[INPUT FOR THIS TASK]
= = = = = = =

//! Capability traits for the external collaborators and their error type.
//!
//! The resolution core never performs I/O. It consumes whatever these
//! sources return, so tests can substitute fabricated data.

use std::path::PathBuf;

use thiserror::Error;

use super::AdapterRecord;

/// Error type for acquiring raw network information.
///
/// Describes what went wrong without dictating recovery strategy.
/// "No address found" is never a `FetchError`.
#[derive(Debug, Error)]
pub enum FetchError {
    /// Windows API call failed.
    #[cfg(windows)]
    #[error("Windows API error: {0}")]
    WindowsApi(#[from] windows::core::Error),

    /// An I/O operation (spawning a program, reading a file) failed.
    #[error("{context}: {source}")]
    Io {
        /// What was being attempted
        context: String,
        /// Underlying I/O error
        #[source]
        source: std::io::Error,
    },

    /// A program ran but exited unsuccessfully.
    #[error("'{}' exited with {status}", program.display())]
    CommandFailed {
        /// The program that was run
        program: PathBuf,
        /// Exit status description
        status: String,
    },

    /// Permission denied to access network information.
    #[error("Permission denied: {context}")]
    PermissionDenied {
        /// Additional context about what permission was denied.
        context: String,
    },

    /// Platform-specific error with a generic message.
    #[error("Platform error: {message}")]
    Platform {
        /// Error message describing the platform-specific failure.
        message: String,
    },
}

/// A provider of raw `ifconfig` text.
pub trait TextSource: Send + Sync {
    /// Returns the full tool output.
    ///
    /// # Errors
    ///
    /// Returns [`FetchError`] when the text cannot be obtained (program
    /// missing, non-zero exit, unreadable file).
    fn read_text(&self) -> Result<String, FetchError>;
}

/// A provider of adapter candidate records.
///
/// # Implementation Notes
///
/// - Return every candidate the system considers IP-enabled; the selector
///   does the filtering.
/// - Keep the system's enumeration order: it is the tie-break of last resort.
pub trait AdapterSource: Send + Sync {
    /// The record type produced by this source.
    type Record: AdapterRecord;

    /// Fetches the current adapter candidates.
    ///
    /// # Errors
    ///
    /// Returns [`FetchError`] if the underlying query fails.
    fn fetch_candidates(&self) -> Result<Vec<Self::Record>, FetchError>;
}

/// A provider of DNS lookup output for a hostname (e.g. `host <hostname>`).
pub trait HostLookupSource: Send + Sync {
    /// Returns the raw lookup output for `hostname`.
    ///
    /// # Errors
    ///
    /// Returns [`FetchError`] if the lookup tool cannot be run.
    fn lookup(&self, hostname: &str) -> Result<String, FetchError>;
}

/// Fixed text is its own source.
impl TextSource for String {
    fn read_text(&self) -> Result<String, FetchError> {
        Ok(self.clone())
    }
}

impl<T: TextSource + ?Sized> TextSource for &T {
    fn read_text(&self) -> Result<String, FetchError> {
        (*self).read_text()
    }
}

impl<T: TextSource + ?Sized> TextSource for Box<T> {
    fn read_text(&self) -> Result<String, FetchError> {
        self.as_ref().read_text()
    }
}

= = = = = = =

All of the entries should be written out again exactly.

//! Capability traits for the external collaborators and their error type.
//!
//! The resolution core never performs I/O. It consumes whatever these
//! sources return, so tests can substitute fabricated data.

use std::path::PathBuf;

use thiserror::Error;

use super::AdapterRecord;

/// Error type for acquiring raw network information.
///
/// Describes what went wrong without dictating recovery strategy.
/// "No address found" is never a `FetchError`.
#[derive(Debug, Error)]
pub enum FetchError {
    /// Windows API call failed.
    #[cfg(windows)]
    #[error("Windows API error: {0}")]
    WindowsApi(#[from] windows::core::Error),

    /// An I/O operation (spawning a program, reading a file) failed.
    #[error("{context}: {source}")]
    Io {
        /// What was being attempted
        context: String,
        /// Underlying I/O error
        #[source]
        source: std::io::Error,
    },

    /// A program ran but exited unsuccessfully.
    #[error("'{}' exited with {status}", program.display())]
    CommandFailed {
        /// The program that was run
        program: PathBuf,
        /// Exit status description
        status: String,
    },

    /// Permission denied to access network information.
    #[error("Permission denied: {context}")]
    PermissionDenied {
        /// Additional context about what permission was denied.
        context: String,
    },

    /// Platform-specific error with a generic message.
    #[error("Platform error: {message}")]
    Platform {
        /// Error message describing the platform-specific failure.
        message: String,
    },
}

/// A provider of raw `ifconfig` text.
pub trait TextSource: Send + Sync {
    /// Returns the full tool output.
    ///
    /// # Errors
    ///
    /// Returns [`FetchError`] when the text cannot be obtained (program
    /// missing, non-zero exit, unreadable file).
    fn read_text(&self) -> Result<String, FetchError>;
}

/// A provider of adapter candidate records.
///
/// # Implementation Notes
///
/// - Return every candidate the system considers IP-enabled; the selector
///   does the filtering.
/// - Keep the system's enumeration order: it is the tie-break of last resort.
pub trait AdapterSource: Send + Sync {
    /// The record type produced by this source.
    type Record: AdapterRecord;

    /// Fetches the current adapter candidates.
    ///
    /// # Errors
    ///
    /// Returns [`FetchError`] if the underlying query fails.
    fn fetch_candidates(&self) -> Result<Vec<Self::Record>, FetchError>;
}

/// A provider of DNS lookup output for a hostname (e.g. `host <hostname>`).
pub trait HostLookupSource: Send + Sync {
    /// Returns the raw lookup output for `hostname`.
    ///
    /// # Errors
    ///
    /// Returns [`FetchError`] if the lookup tool cannot be run.
    fn lookup(&self, hostname: &str) -> Result<String, FetchError>;
}

/// Fixed text is its own source.
impl TextSource for String {
    fn read_text(&self) -> Result<String, FetchError> {
        Ok(self.clone())
    }
}

impl<T: TextSource + ?Sized> TextSource for &T {
    fn read_text(&self) -> Result<String, FetchError> {
        (*self).read_text()
    }
}

impl<T: TextSource + ?Sized> TextSource for Box<T> {
    fn read_text(&self) -> Result<String, FetchError> {
        self.as_ref().read_text()
    }
}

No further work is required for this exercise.